Hi Grumpygel - I would disagree regarding the non Newtonian fluid, it actually is the case. The thermal effects causing the 'hump' are a byproduct of the shear however the drive is progressive (rapidly) and does not require the 'hump' to operate in the first instance - the 'hump' is simply the stage where the system is - in effect - locked - it is otherwise progressive. I was incorrect in the effects of heating in my description as has been pointed out that the final fluid expansion causes the 'hump' effect - however again, as said, that is not the actual point of operation, only the final locking stage
As a quote from the first article you linked to - more or less the first paragraph -
"When the plates start rotating at different speeds, the shear effect of the tabs or perforations on the fluid will cause it to heat and become nearly solid because the viscosity of dilatant fluids rapidly increases with shear"

Note in the above an important factor ! - yes the fluid starts to heat - however - the heat is NOT the factor that causes the system to transfer drive - it is because the "viscosity of dilatant fluids rapidly increases with shear"
The paragraph is simply stating that heat is produced in the friction caused by the action of the non Newtonian effect on the plates - not that heat is the CAUSE - heat is CAUSED.

A 'dilatant' is by nature a NON NEWTONIAN fluid -
https://en.wikipedia.org/wiki/Dilatant

From all the documentation listed the system is clearly operating on the non Newtonian effect with a final lock caused by expansion.

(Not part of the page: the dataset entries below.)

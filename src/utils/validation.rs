use crate::utils::error::{EtlError, Result};
use url::Url;

pub trait Validate {
    fn validate(&self) -> Result<()>;
}

pub fn validate_url(field_name: &str, url_str: &str) -> Result<()> {
    if url_str.is_empty() {
        return Err(EtlError::InvalidConfigValueError {
            field: field_name.to_string(),
            value: url_str.to_string(),
            reason: "URL cannot be empty".to_string(),
        });
    }

    let url = Url::parse(url_str).map_err(|e| EtlError::InvalidConfigValueError {
        field: field_name.to_string(),
        value: url_str.to_string(),
        reason: format!("Invalid URL format: {}", e),
    })?;

    match url.scheme() {
        "http" | "https" => Ok(()),
        scheme => Err(EtlError::InvalidConfigValueError {
            field: field_name.to_string(),
            value: url_str.to_string(),
            reason: format!("Unsupported URL scheme: {}", scheme),
        }),
    }
}

pub fn validate_path(field_name: &str, path: &str) -> Result<()> {
    if path.is_empty() {
        return Err(EtlError::InvalidConfigValueError {
            field: field_name.to_string(),
            value: path.to_string(),
            reason: "Path cannot be empty".to_string(),
        });
    }

    if path.contains('\0') {
        return Err(EtlError::InvalidConfigValueError {
            field: field_name.to_string(),
            value: path.to_string(),
            reason: "Path contains null bytes".to_string(),
        });
    }

    Ok(())
}

/// The credential is never echoed back in the error.
pub fn validate_credential(field_name: &str, value: Option<&str>) -> Result<()> {
    match value {
        Some(v) if !v.trim().is_empty() && !is_unresolved_placeholder(v) => Ok(()),
        _ => Err(EtlError::MissingConfigError {
            field: field_name.to_string(),
        }),
    }
}

/// `${VAR}` left behind when the variable was not set.
fn is_unresolved_placeholder(value: &str) -> bool {
    value.starts_with("${") && value.ends_with('}')
}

This expansion (thermal) is caused by the friction of the cycling of the viscosity (due to non newtonian shear loading) and is the stage where the cycling effectively stabilises.

Interesting stuff though :)
Joe

edit - also, the vw doc is interesting - see section 3.3 which describes the siloxanes (as used in the coupling) as second order non Newtonian effect as opposed to first order silicone 'oils' which exhibit a FALL in viscosity with shear load - the vw article refers to second order fluids. (with an INCREASE in viscosity as shear rate increases.)

The hump effect is also a necessary mechanism to protect the system from a form of thermal runaway - as well as being a highly beneficial final virtual lock-up. Again, very clever system.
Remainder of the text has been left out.